If you’re someone who finds themselves thinking in overdrive during a moment of silence, opt for the soothing sounds of ocean waves, crackling fire, thunderstorms or really anything that works for you! There’s plenty of available options on Spotify, with an entire segment dedicated to sleep.
Alternatively, you can listen to a podcast of sleep stories like the Just Sleep podcast where Taesha Glasgow reads bedtime tales, or the Sleep Stories on the Calm App,which are read to you by famous stars like Matthew McConaughey.
You can also set these sounds or stories on a timer so that they "run out" when you’re heading off into a deeper sleep.
5. Use tech to track your sleep cycle
Okay we know we said to put your damn phone away but… this is different. Thanks to many a genius around the world, there are actually plenty of ways for us to track our sleep cycle and use that information to improve on our nightly routines.
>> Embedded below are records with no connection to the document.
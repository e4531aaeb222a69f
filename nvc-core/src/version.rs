//! Library version, mirroring `nvc_version()` / `NVC_VERSION` upstream.

/// Semantic version of this implementation of the runtime.
#[derive(Debug, Clone, PartialEq, Eq)]
pub struct Version {
    pub major: u32,
    pub minor: u32,
    pub patch: u32,
    /// Pre-release tag, e.g. `"rc.2"`; empty for stable releases.
    pub tag: &'static str,
}

const MAJOR: u32 = 1;
const MINOR: u32 = 0;
const PATCH: u32 = 0;

/// Current build's version.
pub fn version() -> Version {
    Version {
        major: MAJOR,
        minor: MINOR,
        patch: PATCH,
        tag: "",
    }
}

impl std::fmt::Display for Version {
    fn fmt(&self, f: &mut std::fmt::Formatter<'_>) -> std::fmt::Result {
        if self.tag.is_empty() {
            write!(f, "{}.{}.{}", self.major, self.minor, self.patch)
        } else {
            write!(f, "{}.{}.{}-{}", self.major, self.minor, self.patch, self.tag)
        }
    }
}
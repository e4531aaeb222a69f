//! # nvc-priv
//!
//! Privilege controller: five capability sets, per-phase
//! effective-set whitelists, and uid/gid dropping.
//!
//! Rather than adjusting capabilities via ad hoc side effects on the
//! calling thread, phase transitions are exposed as a scoped
//! [`PhaseGuard`]: raising the effective set returns a guard that
//! lowers it back to empty on drop, so every early-return path in a
//! caller restores the invariant for free.

use caps::{CapSet, Capability, CapsHashSet};
use nvc_core::{NvcError, Result};
use tracing::{debug, warn};

/// Phases of a single coordinator operation.
#[derive(Debug, Clone, Copy, PartialEq, Eq)]
pub enum Phase {
    Init,
    InitKmods,
    Container,
    Info,
    Mount,
    Ldcache,
    Shutdown,
}

/// The fixed permitted+bounding superset raised once at startup.
pub fn startup_permitted_set() -> CapsHashSet {
    use Capability::*;
    [
        CAP_CHOWN,
        CAP_DAC_OVERRIDE,
        CAP_DAC_READ_SEARCH,
        CAP_FOWNER,
        CAP_KILL,
        CAP_MKNOD,
        CAP_NET_ADMIN,
        CAP_SETGID,
        CAP_SETPCAP,
        CAP_SETUID,
        CAP_SYS_ADMIN,
        CAP_SYS_CHROOT,
        CAP_SYS_PTRACE,
    ]
    .into_iter()
    .collect()
}

/// The bounding-only additions (`SYS_MODULE`, plus `DAC_OVERRIDE` which
/// is also in the permitted set).
pub fn startup_bounding_only_set() -> CapsHashSet {
    use Capability::*;
    [CAP_DAC_OVERRIDE, CAP_SYS_MODULE].into_iter().collect()
}

/// The effective-set whitelist raised for each phase.
pub fn phase_whitelist(phase: Phase) -> CapsHashSet {
    use Capability::*;
    let caps: &[Capability] = match phase {
        Phase::Init => &[CAP_DAC_OVERRIDE, CAP_SYS_PTRACE],
        Phase::InitKmods => &[CAP_SYS_MODULE],
        Phase::Container => &[CAP_DAC_OVERRIDE, CAP_SYS_PTRACE, CAP_SYS_ADMIN],
        Phase::Info => &[CAP_DAC_OVERRIDE, CAP_DAC_READ_SEARCH],
        Phase::Mount => &[
            CAP_DAC_OVERRIDE,
            CAP_DAC_READ_SEARCH,
            CAP_FOWNER,
            CAP_CHOWN,
            CAP_MKNOD,
            CAP_SYS_ADMIN,
            CAP_SYS_CHROOT,
            CAP_SETGID,
            CAP_SETUID,
            CAP_NET_ADMIN,
        ],
        Phase::Ldcache => &[
            CAP_SYS_ADMIN,
            CAP_SYS_CHROOT,
            CAP_SETGID,
            CAP_SETUID,
            CAP_SETPCAP,
            CAP_KILL,
        ],
        Phase::Shutdown => &[],
    };
    caps.iter().copied().collect()
}

/// Set up the process's permitted and bounding sets to the fixed
/// startup superset, and clear the effective set. Must be called once,
/// before any phase is entered.
pub fn init_process_capabilities() -> Result<()> {
    let permitted = startup_permitted_set();
    let mut bounding = permitted.clone();
    bounding.extend(startup_bounding_only_set());

    caps::set(None, CapSet::Permitted, &permitted)
        .map_err(|e| NvcError::Capability(format!("set permitted: {e}")))?;
    for cap in caps::all() {
        if !bounding.contains(&cap) {
            // Best-effort: dropping a bounding cap we don't need can
            // fail under restrictive kernels; that's fine, it's already
            // absent from what we rely on.
            let _ = caps::drop(None, CapSet::Bounding, cap);
        }
    }
    caps::clear(None, CapSet::Effective)
        .map_err(|e| NvcError::Capability(format!("clear effective: {e}")))?;
    debug!("capability controller initialized");
    Ok(())
}

/// A raised effective-capability set for the duration of one phase.
/// Dropping it lowers the effective set back to empty.
pub struct PhaseGuard {
    phase: Phase,
}

impl PhaseGuard {
    pub fn phase(&self) -> Phase {
        self.phase
    }
}

impl Drop for PhaseGuard {
    fn drop(&mut self) {
        if let Err(e) = caps::clear(None, CapSet::Effective) {
            warn!("failed to lower effective capabilities after {:?}: {e}", self.phase);
        } else {
            debug!("lowered effective capabilities after {:?}", self.phase);
        }
    }
}

/// Raise the effective set to `phase`'s whitelist, returning a guard
/// that restores it to empty on drop.
pub fn enter_phase(phase: Phase) -> Result<PhaseGuard> {
    let whitelist = phase_whitelist(phase);
    caps::set(None, CapSet::Effective, &whitelist)
        .map_err(|e| NvcError::Capability(format!("raise effective for {phase:?}: {e}")))?;
    debug!("raised effective capabilities for {:?}", phase);
    Ok(PhaseGuard { phase })
}

/// Drop to an unprivileged uid/gid: `setresuid`/
/// `setresgid`, optional supplementary-group clear, and
/// `SECBIT_NO_SETUID_FIXUP` when dropping to non-zero uid so ambient
/// capabilities survive the uid change. An inability to drop is fatal
///; an inability to preserve ambient/
/// inheritable `DAC_OVERRIDE` afterwards is degraded to a warning.
pub fn drop_to_uid_gid(uid: u32, gid: u32, clear_supplementary_groups: bool) -> Result<()> {
    if uid != 0 {
        let rv = unsafe { libc::prctl(libc::PR_SET_SECUREBITS, SECBIT_NO_SETUID_FIXUP as libc::c_ulong) };
        if rv != 0 {
            warn!(
                "failed to set SECBIT_NO_SETUID_FIXUP: {}",
                std::io::Error::last_os_error()
            );
        }
    }

    if clear_supplementary_groups {
        let rv = unsafe { libc::setgroups(0, std::ptr::null()) };
        if rv != 0 {
            return Err(NvcError::Capability(format!(
                "setgroups: {}",
                std::io::Error::last_os_error()
            )));
        }
    }

    let rv = unsafe { libc::setresgid(gid, gid, gid) };
    if rv != 0 {
        return Err(NvcError::Capability(format!(
            "setresgid({gid}): {}",
            std::io::Error::last_os_error()
        )));
    }
    let rv = unsafe { libc::setresuid(uid, uid, uid) };
    if rv != 0 {
        return Err(NvcError::Capability(format!(
            "setresuid({uid}): {}",
            std::io::Error::last_os_error()
        )));
    }

    if let Err(e) = caps::raise(None, CapSet::Ambient, Capability::CAP_DAC_OVERRIDE) {
        warn!("could not preserve ambient CAP_DAC_OVERRIDE after uid drop: {e}");
    }
    if let Err(e) = caps::raise(None, CapSet::Inheritable, Capability::CAP_DAC_OVERRIDE) {
        warn!("could not preserve inheritable CAP_DAC_OVERRIDE after uid drop: {e}");
    }

    debug!("dropped privileges to uid={uid} gid={gid}");
    Ok(())
}

// `libc` doesn't currently export this constant by name on all targets.
const SECBIT_NO_SETUID_FIXUP: i32 = 1 << 2;

#[cfg(test)]
mod tests {
    use super::*;

    #[test]
    fn phase_whitelists_are_subsets_of_the_startup_superset() {
        let superset = startup_permitted_set();
        for phase in [
            Phase::Init,
            Phase::InitKmods,
            Phase::Container,
            Phase::Info,
            Phase::Mount,
            Phase::Ldcache,
            Phase::Shutdown,
        ] {
            let whitelist = phase_whitelist(phase);
            let bounding = startup_bounding_only_set();
            for cap in whitelist {
                assert!(
                    superset.contains(&cap) || bounding.contains(&cap),
                    "{cap:?} in {phase:?} whitelist is not part of the startup superset"
                );
            }
        }
    }

    #[test]
    fn shutdown_phase_whitelist_is_empty() {
        assert!(phase_whitelist(Phase::Shutdown).is_empty());
    }
}
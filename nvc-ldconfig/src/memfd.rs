//! Sealed-`memfd` virtualization of a host `ldconfig` binary, grounded in `open_as_memfd`/`sendfile_nointr` of
//! `nvc_ldcache.c`. A host binary must never run against a writable
//! file-descriptor path inside the less-trusted chroot, so the binary
//! is copied into an anonymous, fully sealed memory file and executed
//! from there via `fexecve`.

use nvc_core::{NvcError, Result};
use std::os::fd::{AsRawFd, FromRawFd, OwnedFd, RawFd};
use std::path::Path;

const F_ADD_SEALS: libc::c_int = 1024 + 9;
const F_SEAL_SEAL: libc::c_int = 0x0001;
const F_SEAL_SHRINK: libc::c_int = 0x0002;
const F_SEAL_GROW: libc::c_int = 0x0004;
const F_SEAL_WRITE: libc::c_int = 0x0008;

fn cstr(path: &Path) -> Result<std::ffi::CString> {
    std::ffi::CString::new(path.as_os_str().as_encoded_bytes()).map_err(|_| NvcError::PathInvalid(path.display().to_string()))
}

/// Open `path` read-only, copy it into a sealed, `CLOEXEC` `memfd`, and
/// return the memfd. Falls back to the caller opening the path directly
/// (`open_host_binary_readonly`) when `memfd_create` is unavailable.
pub fn open_as_memfd(path: &Path) -> Result<OwnedFd> {
    let cpath = cstr(path)?;
    let src_fd = unsafe { libc::open(cpath.as_ptr(), libc::O_RDONLY) };
    if src_fd < 0 {
        return Err(NvcError::io(path.display().to_string(), std::io::Error::last_os_error()));
    }
    let src_fd = unsafe { OwnedFd::from_raw_fd(src_fd) };

    let name = cstr(path)?;
    let memfd = unsafe { libc::syscall(libc::SYS_memfd_create, name.as_ptr(), 0x0002u32 | 0x0001u32) };
    if memfd < 0 {
        return Err(NvcError::io("memfd_create".into(), std::io::Error::last_os_error()));
    }
    let memfd = unsafe { OwnedFd::from_raw_fd(memfd as RawFd) };

    let mut stat: libc::stat = unsafe { std::mem::zeroed() };
    if unsafe { libc::fstat(src_fd.as_raw_fd(), &mut stat) } != 0 {
        return Err(NvcError::io(path.display().to_string(), std::io::Error::last_os_error()));
    }

    let mut sent: i64 = 0;
    let mut offset: libc::off_t = 0;
    while sent < stat.st_size {
        let n = unsafe {
            libc::sendfile(
                memfd.as_raw_fd(),
                src_fd.as_raw_fd(),
                &mut offset,
                (stat.st_size - sent) as usize,
            )
        };
        if n < 0 {
            let err = std::io::Error::last_os_error();
            if err.kind() == std::io::ErrorKind::Interrupted {
                continue;
            }
            return Err(NvcError::io("sendfile".into(), err));
        }
        sent += n as i64;
    }

    let seals = F_SEAL_SEAL | F_SEAL_SHRINK | F_SEAL_GROW | F_SEAL_WRITE;
    if unsafe { libc::fcntl(memfd.as_raw_fd(), F_ADD_SEALS, seals) } != 0 {
        return Err(NvcError::io("fcntl(F_ADD_SEALS)".into(), std::io::Error::last_os_error()));
    }

    Ok(memfd)
}

/// Plain read-only open, used when [`open_as_memfd`] fails.
pub fn open_host_binary_readonly(path: &Path) -> Result<OwnedFd> {
    let cpath = cstr(path)?;
    let fd = unsafe { libc::open(cpath.as_ptr(), libc::O_RDONLY | libc::O_CLOEXEC) };
    if fd < 0 {
        return Err(NvcError::io(path.display().to_string(), std::io::Error::last_os_error()));
    }
    Ok(unsafe { OwnedFd::from_raw_fd(fd) })
}

#[cfg(test)]
mod tests {
    use super::*;
    use std::io::Write;
    use tempfile::NamedTempFile;

    #[test]
    fn memfd_copy_preserves_contents() {
        let mut f = NamedTempFile::new().unwrap();
        f.write_all(b"#!/bin/sh\necho hi\n").unwrap();
        let memfd = open_as_memfd(f.path()).unwrap();

        let mut buf = [0u8; 32];
        let n = unsafe { libc::pread(memfd.as_raw_fd(), buf.as_mut_ptr() as *mut libc::c_void, buf.len(), 0) };
        assert!(n > 0);
        assert_eq!(&buf[..b"#!/bin/sh\n".len()], b"#!/bin/sh\n");
    }

    #[test]
    fn sealed_memfd_rejects_writes() {
        let mut f = NamedTempFile::new().unwrap();
        f.write_all(b"data").unwrap();
        let memfd = open_as_memfd(f.path()).unwrap();
        let rv = unsafe { libc::write(memfd.as_raw_fd(), b"x".as_ptr() as *const libc::c_void, 1) };
        assert_eq!(rv, -1);
    }
}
You could use a smart-watch like Withings Scan Watch, which computes numerous data points to measure sleep cycles, detect breathing disturbances and then calculates your overall Sleep Score. Or the Fitbit Inspire HR Tracker, which tracks how long you sleep versus how long you are tossin' and turnin' to check on your sleep health.
Or you could take it a step further with a device like Withings Sleep Tracking Mat, which offers sleep cycle analysis (deep, light and REM), heart rate tracking and snore detection. Connected to the Health Mate app, the new Sleep Diary feature allows the wearer to monitor for conditions such as sleep apnea or insomnia.
6. Reach out to a medical professional
While tech is a great way to monitor the effectiveness of your new sleep hygiene and nightly routine, if you’re still struggling after implementing some better habits it’s a great idea to check in with your doctor.